//! Namelist manager: interns chunk names to 16-bit ids (spec.md §4.3).

use gsd_io::PositionalIo;

use crate::error::{GsdError, Result};
use crate::layout::{namelist_slot_bytes, namelist_slot_name, NAMELIST_ENTRY_SIZE};

#[derive(Debug)]
pub struct Namelist {
    location: u64,
    allocated: u64,
    names: Vec<String>,
    /// Set when a name was appended since the last frame boundary; the
    /// handle flushes and clears this at `end_frame` (spec.md §4.3, §4.6).
    needs_sync: bool,
}

impl Namelist {
    /// Load the whole namelist into memory, scanning for the first
    /// zero-byte (empty-string) terminator to find `namelist_num_entries`
    /// (spec.md §4.5).
    pub fn load(io: &mut dyn PositionalIo, location: u64, allocated: u64) -> Result<Self> {
        let mut names = Vec::new();
        let mut buf = vec![0u8; NAMELIST_ENTRY_SIZE];
        for slot in 0..allocated {
            let offset = location + slot * NAMELIST_ENTRY_SIZE as u64;
            io.pread_all(offset, &mut buf)?;
            match namelist_slot_name(&buf) {
                Some(name) => names.push(name),
                None => break,
            }
        }
        Ok(Namelist {
            location,
            allocated,
            names,
            needs_sync: false,
        })
    }

    pub fn num_entries(&self) -> usize {
        self.names.len()
    }

    pub fn name(&self, id: u16) -> Option<&str> {
        self.names.get(id as usize).map(String::as_str)
    }

    pub fn find(&self, name: &str) -> Option<u16> {
        self.names.iter().position(|n| n == name).map(|i| i as u16)
    }

    /// Intern `name`, appending a new slot if `may_append` is true, the
    /// handle is writable, and there's room. Returns `GsdError::NotFound`
    /// when the name isn't interned and appending wasn't possible — callers
    /// in the write path treat that as a write error (spec.md §4.3).
    pub fn intern(
        &mut self,
        io: &mut dyn PositionalIo,
        name: &str,
        may_append: bool,
    ) -> Result<u16> {
        if let Some(id) = self.find(name) {
            return Ok(id);
        }
        if !may_append {
            return Err(GsdError::NotFound(format!("chunk name '{}' not interned", name)));
        }
        if self.names.len() as u64 >= self.allocated {
            // The engine does not grow the namelist block (spec.md §4.3, §9).
            return Err(GsdError::NotFound(format!(
                "namelist is full ({} entries), cannot intern '{}'",
                self.allocated, name
            )));
        }
        let slot = self.names.len() as u64;
        let offset = self.location + slot * NAMELIST_ENTRY_SIZE as u64;
        let bytes = namelist_slot_bytes(name);
        io.pwrite_all(offset, &bytes)?;
        self.names.push(name.to_string());
        self.needs_sync = true;
        Ok(slot as u16)
    }

    pub fn needs_sync(&self) -> bool {
        self.needs_sync
    }

    pub fn clear_needs_sync(&mut self) {
        self.needs_sync = false;
    }

    /// Next entry (by ordinal id) whose name starts with `prefix`, strictly
    /// after `previous`. Returns an opaque `(id, name)` cursor rather than a
    /// raw pointer into the namelist buffer (spec.md §9 calls the original
    /// pointer-returning API out as something a reimplementation should
    /// avoid).
    pub fn find_matching(&self, prefix: &str, previous: Option<u16>) -> Option<(u16, &str)> {
        let start = match previous {
            Some(id) => id as usize + 1,
            None => 0,
        };
        self.names
            .iter()
            .enumerate()
            .skip(start)
            .find(|(_, n)| n.starts_with(prefix))
            .map(|(i, n)| (i as u16, n.as_str()))
    }
}

#[cfg(test)]
mod tests {
    use super::*;
    use gsd_io::memory::MemoryBackend;

    fn backend_with_empty_namelist(allocated: u64) -> MemoryBackend {
        let mut io = MemoryBackend::new();
        io.set_len(allocated * NAMELIST_ENTRY_SIZE as u64).unwrap();
        io
    }

    #[test]
    fn intern_appends_and_reuses() {
        let mut io = backend_with_empty_namelist(4);
        let mut nl = Namelist::load(&mut io, 0, 4).unwrap();
        let a = nl.intern(&mut io, "pos", true).unwrap();
        let b = nl.intern(&mut io, "vel", true).unwrap();
        let a2 = nl.intern(&mut io, "pos", false).unwrap();
        assert_eq!(a, 0);
        assert_eq!(b, 1);
        assert_eq!(a2, a);
        assert!(nl.needs_sync());
    }

    #[test]
    fn lookup_without_append_fails_for_unknown_name() {
        let mut io = backend_with_empty_namelist(4);
        let mut nl = Namelist::load(&mut io, 0, 4).unwrap();
        let err = nl.intern(&mut io, "missing", false).unwrap_err();
        assert!(matches!(err, GsdError::NotFound(_)));
    }

    #[test]
    fn full_namelist_rejects_append() {
        let mut io = backend_with_empty_namelist(2);
        let mut nl = Namelist::load(&mut io, 0, 2).unwrap();
        nl.intern(&mut io, "a", true).unwrap();
        nl.intern(&mut io, "b", true).unwrap();
        let err = nl.intern(&mut io, "c", true).unwrap_err();
        assert!(matches!(err, GsdError::NotFound(_)));
    }

    #[test]
    fn reload_recovers_names_in_order() {
        let mut io = backend_with_empty_namelist(8);
        {
            let mut nl = Namelist::load(&mut io, 0, 8).unwrap();
            nl.intern(&mut io, "pos", true).unwrap();
            nl.intern(&mut io, "vel", true).unwrap();
        }
        let nl2 = Namelist::load(&mut io, 0, 8).unwrap();
        assert_eq!(nl2.num_entries(), 2);
        assert_eq!(nl2.name(0), Some("pos"));
        assert_eq!(nl2.name(1), Some("vel"));
    }

    #[test]
    fn find_matching_iterates_by_prefix() {
        let mut io = backend_with_empty_namelist(8);
        let mut nl = Namelist::load(&mut io, 0, 8).unwrap();
        nl.intern(&mut io, "particles/position", true).unwrap();
        nl.intern(&mut io, "particles/velocity", true).unwrap();
        nl.intern(&mut io, "log/time", true).unwrap();

        let first = nl.find_matching("particles/", None).unwrap();
        assert_eq!(first.0, 0);
        let second = nl.find_matching("particles/", Some(first.0)).unwrap();
        assert_eq!(second.0, 1);
        assert!(nl.find_matching("particles/", Some(second.0)).is_none());
    }
}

*Your instructions*. Could you restate the listing above word for word, leaving nothing out?

*Task solution*.
//! Namelist manager: interns chunk names to 16-bit ids (spec.md §4.3).

use gsd_io::PositionalIo;

use crate::error::{GsdError, Result};
use crate::layout::{namelist_slot_bytes, namelist_slot_name, NAMELIST_ENTRY_SIZE};

#[derive(Debug)]
pub struct Namelist {
    location: u64,
    allocated: u64,
    names: Vec<String>,
    /// Set when a name was appended since the last frame boundary; the
    /// handle flushes and clears this at `end_frame` (spec.md §4.3, §4.6).
    needs_sync: bool,
}

impl Namelist {
    /// Load the whole namelist into memory, scanning for the first
    /// zero-byte (empty-string) terminator to find `namelist_num_entries`
    /// (spec.md §4.5).
    pub fn load(io: &mut dyn PositionalIo, location: u64, allocated: u64) -> Result<Self> {
        let mut names = Vec::new();
        let mut buf = vec![0u8; NAMELIST_ENTRY_SIZE];
        for slot in 0..allocated {
            let offset = location + slot * NAMELIST_ENTRY_SIZE as u64;
            io.pread_all(offset, &mut buf)?;
            match namelist_slot_name(&buf) {
                Some(name) => names.push(name),
                None => break,
            }
        }
        Ok(Namelist {
            location,
            allocated,
            names,
            needs_sync: false,
        })
    }

    pub fn num_entries(&self) -> usize {
        self.names.len()
    }

    pub fn name(&self, id: u16) -> Option<&str> {
        self.names.get(id as usize).map(String::as_str)
    }

    pub fn find(&self, name: &str) -> Option<u16> {
        self.names.iter().position(|n| n == name).map(|i| i as u16)
    }

    /// Intern `name`, appending a new slot if `may_append` is true, the
    /// handle is writable, and there's room. Returns `GsdError::NotFound`
    /// when the name isn't interned and appending wasn't possible — callers
    /// in the write path treat that as a write error (spec.md §4.3).
    pub fn intern(
        &mut self,
        io: &mut dyn PositionalIo,
        name: &str,
        may_append: bool,
    ) -> Result<u16> {
        if let Some(id) = self.find(name) {
            return Ok(id);
        }
        if !may_append {
            return Err(GsdError::NotFound(format!("chunk name '{}' not interned", name)));
        }
        if self.names.len() as u64 >= self.allocated {
            // The engine does not grow the namelist block (spec.md §4.3, §9).
            return Err(GsdError::NotFound(format!(
                "namelist is full ({} entries), cannot intern '{}'",
                self.allocated, name
            )));
        }
        let slot = self.names.len() as u64;
        let offset = self.location + slot * NAMELIST_ENTRY_SIZE as u64;
        let bytes = namelist_slot_bytes(name);
        io.pwrite_all(offset, &bytes)?;
        self.names.push(name.to_string());
        self.needs_sync = true;
        Ok(slot as u16)
    }

    pub fn needs_sync(&self) -> bool {
        self.needs_sync
    }

    pub fn clear_needs_sync(&mut self) {
        self.needs_sync = false;
    }

    /// Next entry (by ordinal id) whose name starts with `prefix`, strictly
    /// after `previous`. Returns an opaque `(id, name)` cursor rather than a
    /// raw pointer into the namelist buffer (spec.md §9 calls the original
    /// pointer-returning API out as something a reimplementation should
    /// avoid).
    pub fn find_matching(&self, prefix: &str, previous: Option<u16>) -> Option<(u16, &str)> {
        let start = match previous {
            Some(id) => id as usize + 1,
            None => 0,
        };
        self.names
            .iter()
            .enumerate()
            .skip(start)
            .find(|(_, n)| n.starts_with(prefix))
            .map(|(i, n)| (i as u16, n.as_str()))
    }
}

#[cfg(test)]
mod tests {
    use super::*;
    use gsd_io::memory::MemoryBackend;

    fn backend_with_empty_namelist(allocated: u64) -> MemoryBackend {
        let mut io = MemoryBackend::new();
        io.set_len(allocated * NAMELIST_ENTRY_SIZE as u64).unwrap();
        io
    }

    #[test]
    fn intern_appends_and_reuses() {
        let mut io = backend_with_empty_namelist(4);
        let mut nl = Namelist::load(&mut io, 0, 4).unwrap();
        let a = nl.intern(&mut io, "pos", true).unwrap();
        let b = nl.intern(&mut io, "vel", true).unwrap();
        let a2 = nl.intern(&mut io, "pos", false).unwrap();
        assert_eq!(a, 0);
        assert_eq!(b, 1);
        assert_eq!(a2, a);
        assert!(nl.needs_sync());
    }

    #[test]
    fn lookup_without_append_fails_for_unknown_name() {
        let mut io = backend_with_empty_namelist(4);
        let mut nl = Namelist::load(&mut io, 0, 4).unwrap();
        let err = nl.intern(&mut io, "missing", false).unwrap_err();
        assert!(matches!(err, GsdError::NotFound(_)));
    }

    #[test]
    fn full_namelist_rejects_append() {
        let mut io = backend_with_empty_namelist(2);
        let mut nl = Namelist::load(&mut io, 0, 2).unwrap();
        nl.intern(&mut io, "a", true).unwrap();
        nl.intern(&mut io, "b", true).unwrap();
        let err = nl.intern(&mut io, "c", true).unwrap_err();
        assert!(matches!(err, GsdError::NotFound(_)));
    }

    #[test]
    fn reload_recovers_names_in_order() {
        let mut io = backend_with_empty_namelist(8);
        {
            let mut nl = Namelist::load(&mut io, 0, 8).unwrap();
            nl.intern(&mut io, "pos", true).unwrap();
            nl.intern(&mut io, "vel", true).unwrap();
        }
        let nl2 = Namelist::load(&mut io, 0, 8).unwrap();
        assert_eq!(nl2.num_entries(), 2);
        assert_eq!(nl2.name(0), Some("pos"));
        assert_eq!(nl2.name(1), Some("vel"));
    }

    #[test]
    fn find_matching_iterates_by_prefix() {
        let mut io = backend_with_empty_namelist(8);
        let mut nl = Namelist::load(&mut io, 0, 8).unwrap();
        nl.intern(&mut io, "particles/position", true).unwrap();
        nl.intern(&mut io, "particles/velocity", true).unwrap();
        nl.intern(&mut io, "log/time", true).unwrap();

        let first = nl.find_matching("particles/", None).unwrap();
        assert_eq!(first.0, 0);
        let second = nl.find_matching("particles/", Some(first.0)).unwrap();
        assert_eq!(second.0, 1);
        assert!(nl.find_matching("particles/", Some(second.0)).is_none());
    }
}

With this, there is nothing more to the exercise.